Wednesday, July 27, 2011

It’s a Business

Several years ago, I was chatting with Susan Campbell Bartoletti at an SCBWI conference. After receiving acclaim for her nonfiction books Kids on Strike and Black Potatoes she had quit teaching, much as she loved it, to devote herself to writing full-time. “It’s hard,” she told me, “but for now I’m putting most of what I earn back into the business.”

It took me a moment to understand what she meant. Business? What business? I thought she was writing!

Oh. The writing business. I felt as foolish as the person who can’t figure out the answer to the old riddle about the man and his son who are in an accident, and when they get to the hospital, the surgeon says, “I can’t operate on that child. He’s my son.” How can that be?*

The thing is, I wasn’t thinking about my writing as a business, so I wasn’t thinking in terms of investing in it.

A few years after that conversation with Sue, I was hard at work on my second novel. My husband told me he didn’t understand why I was writing something that didn’t have a publisher yet. I tried to explain that I had to finish it first, and then see if I could find someone to publish it. He still didn’t get it. Then I was inspired to borrow language I had heard him use: “I’m writing it on spec.”

This time he got it because I was using the language of business to talk about my writing, awkward as it felt.

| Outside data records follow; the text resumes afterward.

// Period, SampleMode, PeriodConfig, PeriodTable
use serde::{Deserialize, Serialize};
use std::fmt;
use std::str::FromStr;
use thiserror::Error as ThisError;

/// 图表时间段
#[derive(Debug, Clone, Copy, PartialEq, Eq, Hash, PartialOrd, Ord, Serialize, Deserialize)]
pub enum Period {
    #[serde(rename = "1h")]
    Hour1,
    #[serde(rename = "24h")]
    Hour24,
    #[serde(rename = "7d")]
    Day7,
    #[serde(rename = "30d")]
    Day30,
    #[serde(rename = "1y")]
    Year1,
}

impl Period {
    pub fn as_str(&self) -> &'static str {
        match self {
            Period::Hour1 => "1h",
            Period::Hour24 => "24h",
            Period::Day7 => "7d",
            Period::Day30 => "30d",
            Period::Year1 => "1y",
        }
    }

    pub fn all() -> Vec<Period> {
        vec![
            Period::Hour1,
            Period::Hour24,
            Period::Day7,
            Period::Day30,
            Period::Year1,
        ]
    }
}

impl fmt::Display for Period {
    fn fmt(&self, f: &mut fmt::Formatter<'_>) -> fmt::Result {
        write!(f, "{}", self.as_str())
    }
}

#[derive(ThisError, Debug, PartialEq, Eq)]
#[error("不支持的时间段: {0}")]
pub struct ParsePeriodError(pub String);

impl FromStr for Period {
    type Err = ParsePeriodError;

    fn from_str(s: &str) -> Result<Self, Self::Err> {
        match s {
            "1h" => Ok(Period::Hour1),
            "24h" => Ok(Period::Hour24),
            "7d" => Ok(Period::Day7),
            "30d" => Ok(Period::Day30),
            "1y" => Ok(Period::Year1),
            other => Err(ParsePeriodError(other.to_string())),
        }
    }
}

/// 采样方式
#[derive(Debug, Clone, Copy, PartialEq, Eq)]
pub enum SampleMode {
    /// 按固定步长均匀抽取
    Uniform,
    /// 只保留末尾的 N 个点
    TailWindow,
}

/// 单个时间段的抓取与采样参数
#[derive(Debug, Clone, PartialEq, Eq)]
pub struct PeriodConfig {
    pub period: Period,
    pub lookback_days: u32,
    /// 传给 market_chart 的 interval 参数，None 表示由上游自动决定粒度
    pub api_interval: Option<&'static str>,
    pub target_point_count: usize,
    pub interval_label: &'static str,
    pub sample_mode: SampleMode,
}

/// 时间段配置表，只读，显式传入使用方
#[derive(Debug, Clone, PartialEq, Eq)]
pub struct PeriodTable {
    configs: Vec<PeriodConfig>,
}

impl PeriodTable {
    pub fn new(configs: Vec<PeriodConfig>) -> Self {
        Self { configs }
    }

    /// 默认配置：1h 取最近12个5分钟点，其余时间段均匀采样
    pub fn standard() -> Self {
        Self::new(vec![
            PeriodConfig {
                period: Period::Hour1,
                lookback_days: 1,
                api_interval: None,
                target_point_count: 12,
                interval_label: "5m",
                sample_mode: SampleMode::TailWindow,
            },
            PeriodConfig {
                period: Period::Hour24,
                lookback_days: 1,
                api_interval: None,
                target_point_count: 24,
                interval_label: "1h",
                sample_mode: SampleMode::Uniform,
            },
            PeriodConfig {
                period: Period::Day7,
                lookback_days: 7,
                api_interval: None,
                target_point_count: 42,
                interval_label: "4h",
                sample_mode: SampleMode::Uniform,
            },
            PeriodConfig {
                period: Period::Day30,
                lookback_days: 30,
                api_interval: Some("daily"),
                target_point_count: 30,
                interval_label: "1d",
                sample_mode: SampleMode::Uniform,
            },
            PeriodConfig {
                period: Period::Year1,
                lookback_days: 365,
                api_interval: Some("daily"),
                target_point_count: 52,
                interval_label: "7d",
                sample_mode: SampleMode::Uniform,
            },
        ])
    }

    pub fn get(&self, period: Period) -> Option<&PeriodConfig> {
        self.configs.iter().find(|c| c.period == period)
    }

    pub fn iter(&self) -> impl Iterator<Item = &PeriodConfig> {
        self.configs.iter()
    }

    pub fn periods(&self) -> Vec<Period> {
        self.configs.iter().map(|c| c.period).collect()
    }
}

It still feels weird to use the vocabulary of commerce when I talk about what I do, but I need to get over it.

Because it is a business. If I were writing just for me, if I didn’t care if anyone but my immediate family and my friends ever saw my work, I wouldn’t have to change my mindset. But I do care. I do want people to read what I write. And that means that my books have to be published and then people have to buy them, which means they have to know about them, which means I have to think in terms of marketing and promotion.

So help me, please. What aspects of the business world have you found helpful when thinking about your work? I’ll get it started: "You have to spend money to make money." Advances are so low these days and royalties are so slow in coming that it seems hard to write a check as soon as I get a check, but that's my plan.

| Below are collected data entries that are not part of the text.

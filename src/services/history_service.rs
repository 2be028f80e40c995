//! 一年日线历史价格，每个币种写入 <symbol>-history.json

use chrono::DateTime;
use tracing::{error, info, warn};

use crate::config::Config;
use crate::error::{FeedError, Result};
use crate::services::batch::BatchReport;
use crate::services::http_client::{BackoffPolicy, HttpClient, Pacing, Transport};
use crate::storage::JsonStore;
use crate::types::{Coin, HistoryEntry, MarketChartResponse};
use crate::utils::PriceCalculator;

const HISTORY_DAYS: u32 = 365;

pub struct HistoryService<T: Transport> {
    http: HttpClient<T>,
    store: JsonStore,
    api_base: String,
    coins: Vec<Coin>,
    policy: BackoffPolicy,
    pacing: Pacing,
}

impl<T: Transport> HistoryService<T> {
    pub fn new(http: HttpClient<T>, store: JsonStore, config: &Config) -> Self {
        Self {
            http,
            store,
            api_base: config.upstream.coingecko_url.clone(),
            coins: config.coins.clone(),
            policy: BackoffPolicy::market_data(),
            pacing: Pacing::from_millis(config.pacing.generate_delay_ms),
        }
    }

    pub fn history_url(&self, coin: &Coin, vs_currency: &str) -> String {
        format!(
            "{}/coins/{}/market_chart?vs_currency={}&days={}&interval=daily",
            self.api_base, coin.id, vs_currency, HISTORY_DAYS
        )
    }

    pub fn file_name(symbol: &str) -> String {
        format!("{}-history.json", symbol)
    }

    async fn fetch_currency(&self, coin: &Coin, vs_currency: &str) -> Result<MarketChartResponse> {
        let url = self.history_url(coin, vs_currency);
        self.http.fetch_json(&url, &self.policy).await
    }

    /// 按下标配对 USD 与 CNY 日线；CNY 数据不足的日期记为 null
    pub fn build_history(
        usd: &MarketChartResponse,
        cny: &MarketChartResponse,
    ) -> Result<Vec<HistoryEntry>> {
        if usd.prices.is_empty() {
            return Err(FeedError::DataShape("USD prices 为空".to_string()));
        }
        if cny.prices.len() < usd.prices.len() {
            warn!(
                "⚠️  CNY 数据点 ({}) 少于 USD ({})，缺失部分记为 null",
                cny.prices.len(),
                usd.prices.len()
            );
        }

        usd.prices
            .iter()
            .enumerate()
            .map(|(index, &(timestamp_ms, usd_price))| {
                let date = DateTime::from_timestamp_millis(timestamp_ms as i64)
                    .map(|dt| dt.format("%Y-%m-%d").to_string())
                    .ok_or_else(|| {
                        FeedError::DataShape(format!("无效的时间戳: {}", timestamp_ms))
                    })?;

                let usd = PriceCalculator::round_price(PriceCalculator::to_decimal(usd_price, "usd")?);
                let cny = cny
                    .prices
                    .get(index)
                    .map(|&(_, price)| PriceCalculator::to_decimal(price, "cny"))
                    .transpose()?
                    .map(PriceCalculator::round_price);

                Ok(HistoryEntry { date, usd, cny })
            })
            .collect()
    }

    /// 逐个币种写入历史文件，每个币种请求 USD 和 CNY 两次
    pub async fn update(&self) -> Result<BatchReport> {
        let mut report = BatchReport::default();
        let mut calls = 0usize;

        for coin in &self.coins {
            info!("🔄 正在获取 {} 历史数据...", coin.id);

            let result = async {
                if calls > 0 {
                    self.pacing.pause(calls).await;
                }
                calls += 1;
                let usd = self.fetch_currency(coin, "usd").await?;

                self.pacing.pause(calls).await;
                calls += 1;
                let cny = self.fetch_currency(coin, "cny").await?;

                let history = Self::build_history(&usd, &cny)?;
                self.store.write_pretty(&Self::file_name(&coin.symbol), &history)?;
                Ok::<usize, FeedError>(history.len())
            }
            .await;

            match result {
                Ok(days) => {
                    info!("✅ {} 已更新 ({} 天)", Self::file_name(&coin.symbol), days);
                    report.record_success(coin.symbol.clone());
                }
                Err(e) => {
                    error!("❌ {} 历史数据更新失败: {}", coin.symbol, e);
                    report.record_failure(coin.symbol.clone(), &e);
                }
            }
        }

        report.into_result()
    }
}

#[cfg(test)]
mod tests {
    use super::*;
    use crate::services::http_client::testing::{ScriptedTransport, Step};
    use rust_decimal::Decimal;
    use std::str::FromStr;
    use std::sync::Arc;
    use std::time::Duration;
    use tempfile::tempdir;
    use tokio::time::Instant;

    const DAY_MS: u64 = 86_400_000;

    fn daily_body(days: usize, price: f64) -> String {
        let prices: Vec<String> = (0..days)
            .map(|i| format!("[{}, {}]", 1_700_006_400_000u64 + i as u64 * DAY_MS, price + i as f64))
            .collect();
        format!(r#"{{"prices": [{}]}}"#, prices.join(","))
    }

    fn service(
        transport: ScriptedTransport,
        coins: Vec<Coin>,
        store: JsonStore,
        pacing: Pacing,
    ) -> HistoryService<Arc<ScriptedTransport>> {
        HistoryService {
            http: HttpClient::new(Arc::new(transport)),
            store,
            api_base: "https://api.test/v3".to_string(),
            coins,
            policy: BackoffPolicy::market_data(),
            pacing,
        }
    }

    #[test]
    fn test_build_history_pairs_by_index() {
        let usd: MarketChartResponse =
            serde_json::from_str(r#"{"prices": [[1700006400000, 2000.456], [1700092800000, 2010.0]]}"#).unwrap();
        let cny: MarketChartResponse =
            serde_json::from_str(r#"{"prices": [[1700006400000, 14400.125]]}"#).unwrap();

        let history = HistoryService::<ScriptedTransport>::build_history(&usd, &cny).unwrap();

        assert_eq!(history.len(), 2);
        assert_eq!(history[0].date, "2023-11-15");
        assert_eq!(history[0].usd, Decimal::from_str("2000.46").unwrap());
        assert_eq!(history[0].cny, Some(Decimal::from_str("14400.13").unwrap()));
        assert_eq!(history[1].date, "2023-11-16");
        assert_eq!(history[1].cny, None);

        let json = serde_json::to_value(&history).unwrap();
        assert!(json[1]["cny"].is_null());
    }

    #[test]
    fn test_build_history_rejects_empty_usd() {
        let empty = MarketChartResponse::default();
        let result = HistoryService::<ScriptedTransport>::build_history(&empty, &empty);
        assert!(matches!(result, Err(FeedError::DataShape(_))));
    }

    #[tokio::test(start_paused = true)]
    async fn test_update_writes_each_coin_file() {
        let dir = tempdir().unwrap();
        let store = JsonStore::new(dir.path());
        let transport = ScriptedTransport::new()
            .route("ethereum/market_chart?vs_currency=usd", vec![Step::Json(daily_body(366, 2000.0))])
            .route("ethereum/market_chart?vs_currency=cny", vec![Step::Json(daily_body(366, 14000.0))])
            .route("bitcoin/market_chart?vs_currency=usd", vec![Step::Status(404)]);
        let svc = service(
            transport,
            vec![Coin::new("ethereum", "eth"), Coin::new("bitcoin", "btc")],
            store.clone(),
            Pacing::Disabled,
        );

        let report = svc.update().await.unwrap();
        assert_eq!(report.succeeded, vec!["eth"]);
        assert_eq!(report.failed[0].0, "btc");

        let history: Vec<HistoryEntry> = store.read("eth-history.json").unwrap();
        assert_eq!(history.len(), 366);
        assert_eq!(history[365].usd, Decimal::from(2365));
        assert_eq!(history[365].cny, Some(Decimal::from(14365)));
        assert!(!store.path_of("btc-history.json").exists());
    }

    #[tokio::test(start_paused = true)]
    async fn test_update_paces_every_request() {
        let dir = tempdir().unwrap();
        let transport = ScriptedTransport::new().route("market_chart", vec![Step::Json(daily_body(3, 1.0))]);
        let svc = service(
            transport,
            vec![Coin::new("ethereum", "eth"), Coin::new("bitcoin", "btc")],
            JsonStore::new(dir.path()),
            Pacing::from_millis(2000),
        );

        let started = Instant::now();
        svc.update().await.unwrap();

        assert_eq!(svc.http.transport().call_count("market_chart"), 4);
        assert_eq!(started.elapsed(), Duration::from_secs(6));
    }
}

What other aspects of business should we apply to our writing careers?

P.S. Off-topic, but I'm pretty excited that my forthcoming novel, Dark of the Moon, was given a starred review in the Kirkus Reviews and a lovely review in School Library Journal

*The surgeon is, of course, the boy’s mother.

Wednesday, July 20, 2011

Beyond the Burned Bridges

This week’s guest post is by author Patsi Trollinger.

Financial planning and freelance rates are hot topics among folks eager to say good-bye to the day job. But don’t overlook the Tolstoy factor. “Writers move forward,” he’s credited with saying, “by the light of bridges burning behind them.”

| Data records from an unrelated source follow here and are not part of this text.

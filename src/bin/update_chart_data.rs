use clap::Parser;
use coin_price_feed::{
    services::{load_exchange_rate, ChartMode, ChartService, ChartSettings, HttpClient, ReqwestTransport},
    CacheRead, Config, JsonStore,
};
use std::time::Duration;
use tracing::{error, info, warn};
use tracing_subscriber::EnvFilter;

const USAGE: &str = "\
用法: update-chart-data [模式]

模式:
  generate   生成所有时间段的图表数据 (默认)
  1h|24h|7d|30d|1y
             只刷新指定时间段，合并进已有的 chart-<时间段>.json
  legacy     生成旧版布局 (charts/<币种>-<时间段>.json、chart-data-cache.json、chart-data.json)";

/// 生成图表数据 JSON
#[derive(Parser, Debug)]
#[command(name = "update-chart-data", about = "生成图表数据 JSON")]
struct Args {
    /// generate | 1h | 24h | 7d | 30d | 1y | legacy
    mode: Option<String>,
}

#[tokio::main]
async fn main() -> anyhow::Result<()> {
    tracing_subscriber::fmt()
        .with_env_filter(EnvFilter::try_from_default_env().unwrap_or_else(|_| EnvFilter::new("info")))
        .init();

    let args = Args::parse();
    let mode = match args.mode.as_deref().map(str::parse::<ChartMode>) {
        None => ChartMode::default(),
        Some(Ok(mode)) => mode,
        Some(Err(e)) => {
            eprintln!("{}\n\n{}", e, USAGE);
            std::process::exit(2);
        }
    };

    let config = Config::from_env()?;
    info!("🔧 配置加载成功，输出目录: {}", config.output.dir.display());

    let store = JsonStore::new(config.output.dir.clone());
    let exchange_rate = match load_exchange_rate(&store, config.backup_rate) {
        CacheRead::Loaded(rate) => {
            info!("💱 使用缓存汇率: 1 USD = {} CNY", rate);
            rate
        }
        CacheRead::Fallback { value, reason } => {
            warn!("⚠️  无法读取汇率缓存，使用备用汇率 {}: {}", value, reason);
            value
        }
    };

    let transport = ReqwestTransport::new(
        Duration::from_secs(config.http.chart_timeout_secs),
        &config.upstream.user_agent,
    )?;
    let service = ChartService::new(
        HttpClient::new(transport),
        store,
        ChartSettings::from_config(&config),
        exchange_rate,
    );

    info!("🚀 开始生成图表数据 ({:?})...", mode);
    match service.run(mode).await {
        Ok(report) => {
            info!("🎉 图表数据更新完成，成功 {}/{}", report.succeeded.len(), report.total());
            Ok(())
        }
        Err(e) => {
            error!("❌ 图表数据更新失败: {}", e);
            std::process::exit(1);
        }
    }
}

Ten years ago, my decision to leave a job as news director and campus spokesperson for a liberal arts college involved some bridge-burning. Within minutes after my resignation became public, people lined up to apply for the position. The job would not be waiting if I changed my mind. It was okay, I told myself. Jointly, my husband and I had ascertained that we would not starve or become homeless without my income. Individually, I could see dimly illumined professional future: part-time work in copywriting and hours devoted to writing children’s books. The copywriting position later evaporated, but by then I had freelance work and a book contract with a major publisher. Everything seemed headed in the right direction. I had made the right decision. But when my closest circle of family and friends entered a period of unprecedented challenges, I revisited my decision every day. Eventually, I lost all sense of the heat, light, and dramatic finality implied by Tolstoy.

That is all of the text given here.